We don't know much about present day Holly, but when Jackson goes back in time his first and foremost goal is to quit school and devote his time to stalking his now young (jail-bait) gymnist to-be girlfriend Holly. It's kind of weird, he has this whole moral debate with himself that he can't be with her because he's too old at this exact moment, but on the other hand he already knows what she looks like naked - creepy right? He also didn't seem to know his girlfriend very well...at all, and the whole basis of their relationship was physical.
The saving grace character is Adam, Holly and Jackson's best friend and the resident genius. Good thing he's the man with the time travelling proof plan because he's the only one that can click the pieces together and fast to help out Jackson daily. In the present he ends up conducting little time travel experiments with Jackson, and I admire his passion. What I hate was he would "calculate" the time lapses between what Jackson jumps - and what actually passes in reality with a formula he's come up with and it all sounds fascinating. Then he decides not to elaborate because it's too complicated to understand. But this is most likely because we're looking at this from Jackson's point of view and frankly he doesn't give a damn.
The whole point of the story is for Jackson to ultimately save his girlfriend, and as soon as she got shot I knew immediately where this story would inevitably end. I knew so quickly that I pondered if there was even a point to reading the whole story, because in a time travelling story where you lose a loved one what's typically the only way you can save them? Think about it for a second, it'll come to you. Yea, you got it, but it takes Jackson over 300 pages to figure it out.
There is this whole background conspiracy that involved other time travellers and secret sects of the government all entwined together and deeply rooted into Jackson's life. But the plot gets windy, twisty and clouded. There are some interesting reveals, but some secrets were hinted at pretty early on in the book, and reiterated throughout that when it all finally came out it was pretty anti-climatic.

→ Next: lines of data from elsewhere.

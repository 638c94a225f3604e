use std::sync::LazyLock;

use regex::Regex;

static CODE_RE: LazyLock<Regex> = LazyLock::new(|| Regex::new(r"^[A-Z0-9-]{2,12}$").unwrap());

/// English translations the upstream site serves.
pub const KNOWN_VERSIONS: &[&str] = &[
    "NIV", "KJV", "ESV", "NASB", "NLT", "CSB", "NKJV", "RSV", "MSG", "AMP", "CEB", "WEB",
    "YLT", "ASV", "GNV", "DARBY", "NET", "ERV", "HCSB", "MEV", "NOG", "TLB", "GW", "EXB",
    "ICB", "NIRV", "NLV", "EHV", "LSB", "LEB", "TLV", "CJB", "OJB", "RGT", "BST", "TPT",
    "PHILLIPS", "JUB", "GNB", "GNT", "CEV", "NCV", "NIVUK", "NRSVUE", "RSVCE", "NABRE",
    "ESVUK",
];

pub fn is_well_formed(code: &str) -> bool {
    CODE_RE.is_match(&code.to_uppercase())
}

/// Translation codes accepted by the service.
#[derive(Debug, Clone)]
pub struct Catalog {
    codes: Vec<String>,
}

impl Catalog {
    /// Built-in codes followed by any well-formed `extra` codes not already listed.
    pub fn new(extra: &[String]) -> Self {
        let mut codes: Vec<String> = KNOWN_VERSIONS.iter().map(|c| c.to_string()).collect();
        for code in extra {
            let code = code.trim().to_uppercase();
            if is_well_formed(&code) && !codes.contains(&code) {
                codes.push(code);
            }
        }
        Catalog { codes }
    }

    pub fn codes(&self) -> &[String] {
        &self.codes
    }

    pub fn contains(&self, code: &str) -> bool {
        let code = code.trim().to_uppercase();
        is_well_formed(&code) && self.codes.contains(&code)
    }

    /// Upper-cased requested code (or `default` when blank) if it is in the catalog.
    pub fn resolve(&self, requested: Option<&str>, default: &str) -> Option<String> {
        let code = match requested.map(str::trim) {
            Some(c) if !c.is_empty() => c.to_uppercase(),
            _ => default.trim().to_uppercase(),
        };
        self.contains(&code).then_some(code)
    }
}

impl Default for Catalog {
    fn default() -> Self {
        Catalog::new(&[])
    }
}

Overall: 2/5 Tepid Cups of Tea.
I disliked Jackson, it's hard to like a story when you hate the main character and he never seems to learn or grow. The plot is pretty cliche and the ending is obvious. A lot of people have pointed out that this is like the movie Jumper and it's pretty much the spitting image of it. The writing style was simple enough to follow, but a bit bland in the execution. I'll give it credit for a decent government conspiracy type story with an awesome best friend.